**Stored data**
§ §

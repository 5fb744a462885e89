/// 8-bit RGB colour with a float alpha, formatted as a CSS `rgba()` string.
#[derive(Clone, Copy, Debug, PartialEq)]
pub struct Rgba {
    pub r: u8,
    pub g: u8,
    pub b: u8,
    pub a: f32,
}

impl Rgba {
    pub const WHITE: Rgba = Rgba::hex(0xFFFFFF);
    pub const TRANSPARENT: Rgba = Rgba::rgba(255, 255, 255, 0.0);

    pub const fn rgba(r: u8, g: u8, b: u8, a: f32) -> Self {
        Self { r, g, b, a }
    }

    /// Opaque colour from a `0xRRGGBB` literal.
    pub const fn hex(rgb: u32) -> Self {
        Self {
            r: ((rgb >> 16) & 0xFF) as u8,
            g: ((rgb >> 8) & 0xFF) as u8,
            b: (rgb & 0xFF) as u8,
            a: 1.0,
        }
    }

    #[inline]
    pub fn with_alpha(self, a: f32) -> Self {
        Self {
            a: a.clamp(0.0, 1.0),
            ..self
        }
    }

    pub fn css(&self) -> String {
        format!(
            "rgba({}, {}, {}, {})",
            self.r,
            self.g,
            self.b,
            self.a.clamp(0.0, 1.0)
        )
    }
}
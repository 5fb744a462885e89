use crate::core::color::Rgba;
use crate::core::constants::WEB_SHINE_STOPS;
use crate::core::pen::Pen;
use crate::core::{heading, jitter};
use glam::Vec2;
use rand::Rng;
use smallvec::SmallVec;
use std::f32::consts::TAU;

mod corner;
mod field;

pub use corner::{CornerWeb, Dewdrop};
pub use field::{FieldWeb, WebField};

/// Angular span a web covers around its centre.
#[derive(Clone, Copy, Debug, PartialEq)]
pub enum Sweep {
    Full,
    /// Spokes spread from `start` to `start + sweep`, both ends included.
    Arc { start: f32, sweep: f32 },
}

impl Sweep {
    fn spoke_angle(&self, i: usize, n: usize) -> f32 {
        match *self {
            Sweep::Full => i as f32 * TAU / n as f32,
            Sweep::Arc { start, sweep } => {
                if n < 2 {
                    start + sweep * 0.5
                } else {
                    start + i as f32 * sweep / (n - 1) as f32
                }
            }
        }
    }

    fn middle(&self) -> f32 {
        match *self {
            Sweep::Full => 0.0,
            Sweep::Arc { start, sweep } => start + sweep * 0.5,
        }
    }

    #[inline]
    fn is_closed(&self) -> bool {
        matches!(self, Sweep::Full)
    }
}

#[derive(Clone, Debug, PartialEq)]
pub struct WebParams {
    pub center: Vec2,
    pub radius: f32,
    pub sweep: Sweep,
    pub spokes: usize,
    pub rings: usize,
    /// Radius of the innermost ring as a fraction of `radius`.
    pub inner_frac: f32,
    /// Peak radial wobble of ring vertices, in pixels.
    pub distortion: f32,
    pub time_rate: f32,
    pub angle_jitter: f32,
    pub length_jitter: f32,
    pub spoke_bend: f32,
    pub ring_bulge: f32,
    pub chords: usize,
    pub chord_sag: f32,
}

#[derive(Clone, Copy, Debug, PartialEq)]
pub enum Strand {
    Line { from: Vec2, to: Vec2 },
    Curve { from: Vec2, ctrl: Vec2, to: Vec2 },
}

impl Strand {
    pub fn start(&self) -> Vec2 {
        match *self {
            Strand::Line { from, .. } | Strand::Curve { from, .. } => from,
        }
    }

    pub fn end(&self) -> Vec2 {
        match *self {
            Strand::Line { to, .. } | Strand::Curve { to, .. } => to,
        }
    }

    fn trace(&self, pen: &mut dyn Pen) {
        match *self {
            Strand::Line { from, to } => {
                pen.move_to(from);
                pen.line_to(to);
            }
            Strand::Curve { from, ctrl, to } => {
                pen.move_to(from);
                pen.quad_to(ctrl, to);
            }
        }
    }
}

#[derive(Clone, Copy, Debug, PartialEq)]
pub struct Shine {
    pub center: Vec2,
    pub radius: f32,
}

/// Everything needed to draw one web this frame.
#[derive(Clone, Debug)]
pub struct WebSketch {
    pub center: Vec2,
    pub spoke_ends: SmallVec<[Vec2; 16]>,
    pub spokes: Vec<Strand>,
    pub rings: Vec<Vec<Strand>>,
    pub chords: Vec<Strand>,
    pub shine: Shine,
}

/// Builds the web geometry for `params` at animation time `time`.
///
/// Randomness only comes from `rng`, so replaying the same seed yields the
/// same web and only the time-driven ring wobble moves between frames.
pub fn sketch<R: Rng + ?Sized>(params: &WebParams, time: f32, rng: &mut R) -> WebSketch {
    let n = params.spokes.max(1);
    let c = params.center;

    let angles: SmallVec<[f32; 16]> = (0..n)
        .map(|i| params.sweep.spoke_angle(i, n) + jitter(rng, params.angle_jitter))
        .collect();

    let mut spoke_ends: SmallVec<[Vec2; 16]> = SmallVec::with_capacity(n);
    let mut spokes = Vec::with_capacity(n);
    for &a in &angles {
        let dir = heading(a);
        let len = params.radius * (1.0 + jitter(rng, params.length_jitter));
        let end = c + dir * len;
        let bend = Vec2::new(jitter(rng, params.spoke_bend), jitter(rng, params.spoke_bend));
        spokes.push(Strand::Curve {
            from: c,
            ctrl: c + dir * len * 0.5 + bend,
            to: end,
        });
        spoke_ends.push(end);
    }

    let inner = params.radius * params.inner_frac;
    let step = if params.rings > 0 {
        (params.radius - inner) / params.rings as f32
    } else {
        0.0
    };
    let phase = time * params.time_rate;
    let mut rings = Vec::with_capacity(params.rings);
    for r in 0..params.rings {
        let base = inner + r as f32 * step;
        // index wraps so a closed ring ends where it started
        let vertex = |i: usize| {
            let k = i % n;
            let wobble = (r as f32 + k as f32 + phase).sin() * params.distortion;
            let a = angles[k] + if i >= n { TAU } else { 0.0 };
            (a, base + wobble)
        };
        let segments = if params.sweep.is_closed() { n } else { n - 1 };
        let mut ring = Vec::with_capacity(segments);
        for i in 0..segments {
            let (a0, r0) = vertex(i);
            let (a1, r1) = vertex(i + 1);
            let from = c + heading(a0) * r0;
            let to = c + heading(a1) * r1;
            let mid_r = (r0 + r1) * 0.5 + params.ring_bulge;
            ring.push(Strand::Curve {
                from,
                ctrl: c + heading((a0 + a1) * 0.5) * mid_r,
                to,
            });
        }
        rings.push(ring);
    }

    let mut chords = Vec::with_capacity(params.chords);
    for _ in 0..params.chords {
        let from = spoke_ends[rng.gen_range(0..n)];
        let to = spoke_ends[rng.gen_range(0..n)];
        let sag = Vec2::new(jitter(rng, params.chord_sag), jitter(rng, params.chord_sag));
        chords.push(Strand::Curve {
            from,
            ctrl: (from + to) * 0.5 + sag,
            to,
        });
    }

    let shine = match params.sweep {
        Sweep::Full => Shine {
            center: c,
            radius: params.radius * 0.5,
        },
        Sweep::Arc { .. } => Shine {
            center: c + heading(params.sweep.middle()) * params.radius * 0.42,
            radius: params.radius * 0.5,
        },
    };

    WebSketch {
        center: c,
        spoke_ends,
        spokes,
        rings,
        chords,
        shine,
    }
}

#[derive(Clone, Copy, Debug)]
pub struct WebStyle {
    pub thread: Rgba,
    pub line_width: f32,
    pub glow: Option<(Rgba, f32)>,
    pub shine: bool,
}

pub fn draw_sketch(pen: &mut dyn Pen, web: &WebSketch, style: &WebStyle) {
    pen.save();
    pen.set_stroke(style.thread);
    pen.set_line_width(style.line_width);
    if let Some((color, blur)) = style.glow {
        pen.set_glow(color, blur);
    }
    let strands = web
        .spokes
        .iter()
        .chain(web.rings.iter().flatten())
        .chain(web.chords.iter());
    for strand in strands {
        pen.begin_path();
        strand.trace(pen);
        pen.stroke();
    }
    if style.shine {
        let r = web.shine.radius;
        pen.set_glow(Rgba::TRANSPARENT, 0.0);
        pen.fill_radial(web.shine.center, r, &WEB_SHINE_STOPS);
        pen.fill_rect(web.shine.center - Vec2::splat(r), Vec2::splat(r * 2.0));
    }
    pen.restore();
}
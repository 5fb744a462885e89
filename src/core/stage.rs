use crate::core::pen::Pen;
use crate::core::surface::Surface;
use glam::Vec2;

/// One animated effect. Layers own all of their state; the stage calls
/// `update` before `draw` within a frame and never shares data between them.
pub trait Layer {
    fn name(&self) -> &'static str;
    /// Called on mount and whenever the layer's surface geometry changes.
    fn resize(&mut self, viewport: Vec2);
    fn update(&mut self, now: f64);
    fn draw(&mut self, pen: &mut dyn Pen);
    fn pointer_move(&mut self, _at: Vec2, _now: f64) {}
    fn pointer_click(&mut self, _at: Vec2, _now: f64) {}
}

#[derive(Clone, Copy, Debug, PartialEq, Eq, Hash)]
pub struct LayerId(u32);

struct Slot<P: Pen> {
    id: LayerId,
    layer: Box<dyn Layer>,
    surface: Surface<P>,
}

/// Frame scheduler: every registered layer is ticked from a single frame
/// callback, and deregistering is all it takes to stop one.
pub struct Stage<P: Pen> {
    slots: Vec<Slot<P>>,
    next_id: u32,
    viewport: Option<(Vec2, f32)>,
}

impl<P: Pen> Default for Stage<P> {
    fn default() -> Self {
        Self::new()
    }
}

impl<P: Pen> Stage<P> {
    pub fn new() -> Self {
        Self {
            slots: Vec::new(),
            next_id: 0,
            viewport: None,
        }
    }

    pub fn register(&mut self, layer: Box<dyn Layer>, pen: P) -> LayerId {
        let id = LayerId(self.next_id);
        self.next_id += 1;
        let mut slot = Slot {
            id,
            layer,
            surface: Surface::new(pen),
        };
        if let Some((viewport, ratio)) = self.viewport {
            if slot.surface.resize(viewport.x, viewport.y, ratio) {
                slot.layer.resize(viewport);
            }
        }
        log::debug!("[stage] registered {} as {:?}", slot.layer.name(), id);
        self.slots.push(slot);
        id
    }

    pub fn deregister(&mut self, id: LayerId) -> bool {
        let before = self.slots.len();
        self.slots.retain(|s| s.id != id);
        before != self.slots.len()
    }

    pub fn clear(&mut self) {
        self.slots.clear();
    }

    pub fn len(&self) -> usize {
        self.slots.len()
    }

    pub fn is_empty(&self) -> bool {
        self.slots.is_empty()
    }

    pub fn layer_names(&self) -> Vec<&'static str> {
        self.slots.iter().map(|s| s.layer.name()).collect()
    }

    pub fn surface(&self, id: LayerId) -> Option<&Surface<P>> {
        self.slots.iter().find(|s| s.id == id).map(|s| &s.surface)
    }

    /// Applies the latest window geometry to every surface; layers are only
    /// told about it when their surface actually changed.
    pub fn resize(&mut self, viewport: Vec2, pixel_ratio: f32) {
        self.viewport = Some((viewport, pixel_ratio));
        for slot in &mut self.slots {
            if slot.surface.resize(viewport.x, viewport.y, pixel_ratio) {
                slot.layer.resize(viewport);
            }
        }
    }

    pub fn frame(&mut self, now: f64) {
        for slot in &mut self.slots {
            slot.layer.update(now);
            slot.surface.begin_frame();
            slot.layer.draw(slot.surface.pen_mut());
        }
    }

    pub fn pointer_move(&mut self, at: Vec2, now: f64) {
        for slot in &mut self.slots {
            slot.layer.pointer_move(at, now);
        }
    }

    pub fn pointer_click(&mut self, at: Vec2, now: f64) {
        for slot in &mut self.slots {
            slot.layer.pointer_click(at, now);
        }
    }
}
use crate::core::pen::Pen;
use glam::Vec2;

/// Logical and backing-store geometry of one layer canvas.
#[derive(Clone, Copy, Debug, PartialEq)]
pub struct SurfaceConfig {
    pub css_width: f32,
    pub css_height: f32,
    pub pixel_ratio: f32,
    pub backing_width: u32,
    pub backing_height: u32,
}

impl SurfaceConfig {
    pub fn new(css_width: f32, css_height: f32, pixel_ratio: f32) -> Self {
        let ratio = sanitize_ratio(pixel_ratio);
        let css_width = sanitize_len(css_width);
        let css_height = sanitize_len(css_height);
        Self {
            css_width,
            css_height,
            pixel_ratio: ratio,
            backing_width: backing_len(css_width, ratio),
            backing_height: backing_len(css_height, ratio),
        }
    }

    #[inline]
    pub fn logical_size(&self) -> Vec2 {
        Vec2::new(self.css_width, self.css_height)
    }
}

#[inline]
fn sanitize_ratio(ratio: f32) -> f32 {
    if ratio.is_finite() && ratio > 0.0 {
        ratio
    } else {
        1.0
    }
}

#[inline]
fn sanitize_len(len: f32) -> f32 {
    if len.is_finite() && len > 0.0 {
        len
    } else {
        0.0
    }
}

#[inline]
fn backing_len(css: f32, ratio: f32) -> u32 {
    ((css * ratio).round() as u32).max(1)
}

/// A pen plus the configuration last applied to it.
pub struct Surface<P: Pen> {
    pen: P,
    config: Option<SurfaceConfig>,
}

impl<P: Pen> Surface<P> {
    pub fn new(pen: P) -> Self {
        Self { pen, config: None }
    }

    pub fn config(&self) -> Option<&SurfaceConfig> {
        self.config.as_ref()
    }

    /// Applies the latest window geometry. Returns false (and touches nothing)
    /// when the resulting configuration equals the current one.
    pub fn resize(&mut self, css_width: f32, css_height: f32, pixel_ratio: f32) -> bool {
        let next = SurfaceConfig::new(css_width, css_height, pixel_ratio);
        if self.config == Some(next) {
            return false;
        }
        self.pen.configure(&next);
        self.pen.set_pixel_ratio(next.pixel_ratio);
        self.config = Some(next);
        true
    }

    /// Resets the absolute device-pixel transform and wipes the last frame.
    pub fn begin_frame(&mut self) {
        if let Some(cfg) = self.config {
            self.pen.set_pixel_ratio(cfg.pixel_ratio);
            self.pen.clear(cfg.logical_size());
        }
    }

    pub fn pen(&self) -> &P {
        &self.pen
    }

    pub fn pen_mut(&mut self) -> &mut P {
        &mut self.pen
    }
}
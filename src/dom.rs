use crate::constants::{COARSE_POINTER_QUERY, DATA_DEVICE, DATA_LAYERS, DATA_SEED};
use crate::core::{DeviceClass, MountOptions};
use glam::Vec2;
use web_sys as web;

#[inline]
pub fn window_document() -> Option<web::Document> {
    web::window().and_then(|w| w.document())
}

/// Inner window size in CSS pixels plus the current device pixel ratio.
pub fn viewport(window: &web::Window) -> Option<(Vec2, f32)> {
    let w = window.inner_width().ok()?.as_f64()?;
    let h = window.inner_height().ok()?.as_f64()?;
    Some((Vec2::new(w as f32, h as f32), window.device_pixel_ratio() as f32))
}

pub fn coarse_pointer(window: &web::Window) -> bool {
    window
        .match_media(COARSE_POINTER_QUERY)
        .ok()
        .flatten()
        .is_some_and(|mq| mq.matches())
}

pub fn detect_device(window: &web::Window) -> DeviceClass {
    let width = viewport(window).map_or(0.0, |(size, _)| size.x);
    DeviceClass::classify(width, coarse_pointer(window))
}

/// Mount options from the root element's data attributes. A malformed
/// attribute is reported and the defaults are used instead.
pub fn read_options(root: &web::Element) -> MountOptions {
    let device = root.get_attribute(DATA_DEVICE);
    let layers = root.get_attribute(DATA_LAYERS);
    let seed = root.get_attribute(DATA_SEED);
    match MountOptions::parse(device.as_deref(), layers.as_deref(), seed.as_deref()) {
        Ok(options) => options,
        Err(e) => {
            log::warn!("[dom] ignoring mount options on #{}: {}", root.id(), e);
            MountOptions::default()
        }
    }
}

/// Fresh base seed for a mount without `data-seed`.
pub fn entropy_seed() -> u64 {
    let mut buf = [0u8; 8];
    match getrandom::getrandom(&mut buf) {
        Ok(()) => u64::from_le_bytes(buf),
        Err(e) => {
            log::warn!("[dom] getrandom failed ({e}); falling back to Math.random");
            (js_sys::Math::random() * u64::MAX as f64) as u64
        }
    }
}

§ §

Leave out every line above except those from the line with "let step = if" up to and including the line with "for r in 0..params.rings", and copy those exactly.

    let step = if params.rings > 0 {
        (params.radius - inner) / params.rings as f32
    } else {
        0.0
    };
    let phase = time * params.time_rate;
    let mut rings = Vec::with_capacity(params.rings);
    for r in 0..params.rings {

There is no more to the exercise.